Schema.OPTIONAL_FLOAT64
org.apache.kafka.common.serialization.DoubleSerializer
org.apache.kafka.common.serialization.DoubleDeserializer

 

None of these classes have configuration options. To use them, a Connect worker or converter simply specifies the class names in the key.converter and/or value.converter configuration property that are already part of Connect.

Proposed Changes

Implement the five new implementations of the Converter and HeaderConverter interfaces, as outlined above. The implementations will use an abstract base class to encapsulate the common functionality.

See the pull request for implementation details.

Compatibility, Deprecation, and Migration Plan


These are new converters can be used by Connect workers or connectors, but none will be used by default and all behave similarly to existing converters.

  • No existing connector or worker configurations are affected. The configurations must be changed in order to use these new converters.
  • No existing behavior will be affected.

Additionally, Kafka clients and streams applications can already use Kafka's existing serializers and deserializers. These new converters simply wrap those serdes and are therefore compatible with clients and streams applications.

Rejected Alternatives

One alternative considered was to create a single Converter that specified the desired type in configuration properties. This would have been more complicated to configure, so the simpler approach was taken.

A second alternative that was considered was to use one Converter that could dynamically determine the serialized and deserialized form for each key or value. This was rejected since no corresponding Kafka serdes implementation would work the same way.

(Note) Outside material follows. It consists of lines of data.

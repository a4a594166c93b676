//! `localStorage` persistence for the visited log.
//!
//! Lists are stored as JSON string arrays. A missing or malformed
//! value reads as an empty list; storage failures (quota, privacy
//! mode) are logged and otherwise ignored, the engine keeps its
//! in-memory copy.

use veer::ListStore;
use web_sys::Storage;

/// [`ListStore`] backed by `window.localStorage`.
pub struct LocalStorageStore;

impl ListStore for LocalStorageStore {
	fn read_list(&self, key: &str) -> Vec<String> {
		let Some(raw) = local_storage().and_then(|s| s.get_item(key).ok().flatten()) else {
			return Vec::new();
		};
		serde_json::from_str(&raw).unwrap_or_default()
	}

	fn write_list(&self, key: &str, values: &[String]) {
		let Some(storage) = local_storage() else {
			return;
		};
		if let Ok(json) = serde_json::to_string(values)
			&& let Err(err) = storage.set_item(key, &json)
		{
			web_sys::console::warn_1(&err);
		}
	}
}

fn local_storage() -> Option<Storage> {
	web_sys::window()?.local_storage().ok().flatten()
}
use thiserror::Error;

#[derive(Debug, Error)]
pub enum FacilityError {
    /// Network, TLS or timeout failure from the underlying HTTP client.
    #[error("HTTP error: {0}")]
    Http(#[from] reqwest::Error),

    #[error("unexpected HTTP status {status} from {url}")]
    UnexpectedStatus { status: u16, url: String },

    #[error("JSON deserialization error for {context}: {source}")]
    Deserialize {
        context: String,
        #[source]
        source: serde_json::Error,
    },

    #[error("invalid input: {0}")]
    InvalidInput(String),

    #[error("invalid base URL '{url}': {reason}")]
    InvalidBaseUrl { url: String, reason: String },
}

Third, it was considered to only provide ShortConverter, IntegerConverter, and LongConverter since integral numbers make sense as message keys. In fact, one might argue that only longs make sense as keys, since the shorts and integers have too small a range to be useful as keys. However, the proposal still includes all five Converters (a) to maintain symmetry with the existing Kafka serdes, and (b) to allow them to be used as HeaderConverters. They are very simple classes, so the maintenance cost is minor. A bigger question is whether the additional converters lead users to use them inappropriately, but here the lack of symmetry with existing Kafka serdes might be a bigger concern.